The global market for security information and event management (SIEM) and log management (LM) is expected to maintain its steady growth as traditional use cases for SIEM/LM in compliance, storage, and forensic investigations remain crucial, and in some industries, indispensable. New analysis from Frost & Sullivan estimates that the market earned revenues of $1.50 billion in 2014, and is forecast to reach $2.98 billion by 2019.

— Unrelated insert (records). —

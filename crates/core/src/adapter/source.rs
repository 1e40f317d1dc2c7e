//! Volumetric source terms evaluated per cell and time step.

use crate::physics::FireCurveModel;
use rayon::prelude::*;
use serde::{Deserialize, Serialize};

/// Source value plus the linearization term the host stores alongside it
#[derive(Debug, Clone, Copy, PartialEq, Default, Serialize, Deserialize)]
pub struct SourceTerm {
    /// Source strength per unit volume
    pub value: f64,
    /// Derivative term for the host's implicit source coupling
    pub linearization: f64,
}

/// A volumetric source the host samples once per cell and time step
pub trait VolumetricSource: Send + Sync {
    /// Source term in `cell` at simulation time `time` (s)
    fn evaluate_at(&self, cell: usize, time: f64) -> SourceTerm;

    /// Evaluate a batch of cells at the same instant in parallel
    fn evaluate_cells(&self, cells: &[usize], time: f64) -> Vec<SourceTerm> {
        cells
            .par_iter()
            .map(|&cell| self.evaluate_at(cell, time))
            .collect()
    }
}

/// Which output of the fire curve feeds the source
#[derive(Debug, Clone, Copy, PartialEq, Eq, Hash, Serialize, Deserialize)]
pub enum FireSourceKind {
    /// Energy equation source (W/m³)
    HeatRelease,
    /// Soot mass source (kg/(s·m³))
    Soot,
}

/// Fire curve source, uniform over every cell of the source volume
#[derive(Debug, Clone, Copy, PartialEq)]
pub struct FireSource {
    /// Output fed to the host
    pub kind: FireSourceKind,
    /// Growth curve
    pub model: FireCurveModel,
}

impl FireSource {
    /// Bind one output of `model`
    pub fn new(kind: FireSourceKind, model: FireCurveModel) -> Self {
        Self { kind, model }
    }
}

impl VolumetricSource for FireSource {
    fn evaluate_at(&self, _cell: usize, time: f64) -> SourceTerm {
        match self.kind {
            FireSourceKind::HeatRelease => SourceTerm {
                value: self.model.heat_release_rate(time),
                linearization: self.model.heat_release_rate_time_derivative_term(time),
            },
            FireSourceKind::Soot => SourceTerm {
                value: self.model.smoke_mass_flow(time),
                linearization: self.model.smoke_mass_flow_time_derivative_term(time),
            },
        }
    }
}
use crate::error::{with_last_error_mut, DefaultProfileError, ProfileError, ProfileErrorCode};
use crate::instance::ProfileInstance;
use std::ffi::CString;

/// Set the thread-local error message and code.
/// Accepts any type implementing `ProfileError` trait.
pub(crate) fn set_last_error(error: &impl ProfileError) {
    with_last_error_mut(|(cstring, code)| {
        *cstring = CString::new(error.msg()).ok();
        *code = error.code();
    });
}

/// Track an error by setting it in thread-local storage and returning its code.
#[inline]
pub(crate) fn track_error(error: &impl ProfileError) -> ProfileErrorCode {
    set_last_error(error);
    error.code()
}

/// Record the error of a failed result, passing successes through untouched.
pub(crate) fn track_result<T, E: ProfileError>(result: Result<T, E>) -> Result<T, ProfileErrorCode> {
    result.map_err(|error| track_error(&error))
}

/// Clear the thread-local error message and code.
/// Called on successful operations.
pub(crate) fn clear_last_error() {
    with_last_error_mut(|(cstring, code)| {
        *cstring = None;
        *code = ProfileErrorCode::Ok;
    });
}

/// Run an FFI body and turn its result into an error code.
///
/// `Ok` clears the thread-local error; `Err` records it.
pub(crate) fn handle_ffi_result_error<F, E>(body: F) -> ProfileErrorCode
where
    F: FnOnce() -> Result<(), E>,
    E: ProfileError,
{
    match body() {
        Ok(()) => {
            clear_last_error();
            ProfileErrorCode::Ok
        }
        Err(error) => track_error(&error),
    }
}

/// Borrow the instance behind a pointer handed out by `cfd_profiles_new`.
///
/// # Safety
/// `ptr` must be null or a live pointer returned by `cfd_profiles_new`.
pub(crate) unsafe fn instance_from_ptr<'a>(
    ptr: *const ProfileInstance,
) -> Result<&'a ProfileInstance, DefaultProfileError> {
    // SAFETY: caller guarantees `ptr` is null or valid; null is rejected here.
    unsafe { ptr.as_ref() }.ok_or_else(|| DefaultProfileError::null_pointer("ptr"))
}

/// Write `value` through an out-parameter that may be null.
///
/// # Safety
/// `out` must be null or valid for writes.
#[inline]
pub(crate) unsafe fn write_optional<T>(out: *mut T, value: T) {
    if !out.is_null() {
        // SAFETY: non-null checked above; validity guaranteed by the caller.
        unsafe { out.write(value) };
    }
}

#[cfg(test)]
mod tests {
    use super::*;
    use crate::error::{cfd_profiles_get_last_error, cfd_profiles_get_last_error_code};
    use std::ffi::CStr;
    use std::ptr;

    #[test]
    fn test_track_error_sets_message() {
        let code = track_error(&DefaultProfileError::null_pointer("out_value"));
        assert_eq!(code, ProfileErrorCode::NullPointer);
        assert_eq!(cfd_profiles_get_last_error_code(), ProfileErrorCode::NullPointer);

        let msg = unsafe { CStr::from_ptr(cfd_profiles_get_last_error()) };
        assert_eq!(msg.to_str().unwrap(), "Parameter 'out_value' cannot be null");
    }

    #[test]
    fn test_success_clears_error() {
        track_error(&DefaultProfileError::unknown_name("w_profile"));
        let code = handle_ffi_result_error(|| Ok::<(), DefaultProfileError>(()));
        assert_eq!(code, ProfileErrorCode::Ok);
        assert_eq!(cfd_profiles_get_last_error_code(), ProfileErrorCode::Ok);
        assert!(cfd_profiles_get_last_error().is_null());
    }

    #[test]
    fn test_track_result_passes_values() {
        assert_eq!(track_result(Ok::<u8, DefaultProfileError>(3)), Ok(3));
        let err = track_result(Err::<u8, _>(DefaultProfileError::invalid_parameter(
            "kind", "unknown",
        )));
        assert_eq!(err, Err(ProfileErrorCode::InvalidParameter));
    }

    #[test]
    fn test_null_instance() {
        let result = unsafe { instance_from_ptr(ptr::null()) };
        assert_eq!(
            result.err().map(|e| e.code()),
            Some(ProfileErrorCode::NullPointer)
        );
    }
}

Always the stalwart of compliance auditing and reporting, SIEM vendors are expected to expand revenues by using SIEM capabilities to develop and bolster an integrated cyber-defense platform. "The business case for SIEM/LM is strong as vendors use advanced analytics, statistical baselines, and network behavioral anomaly detection to prevent data exfiltration," says Frost & Sullivan Network Security Industry Analyst Christopher Kissel. "To block network access from a bad IP address, SIEM engines employ bidirectional communication with other security platforms such as next-generation firewalls, intrusion detection and intrusion protection systems, and network access control."
However, SIEM engines also compete with endpoint security platforms and cyber defense platforms, thus vying for limited budgets. Nevertheless, SIEM/LM solutions remain the best compliance and auditing technology in the market. In most cases, the analytics applied to SIEM may be the last opportunity a network security team has to detect a breach before wide exfiltration occurs.
Moreover, intense competition among industry heavyweights such as Hewlett-Packard, Intel Security, RSA, IBM, Splunk, and LogRhythm, is likely to accelerate technology advancements.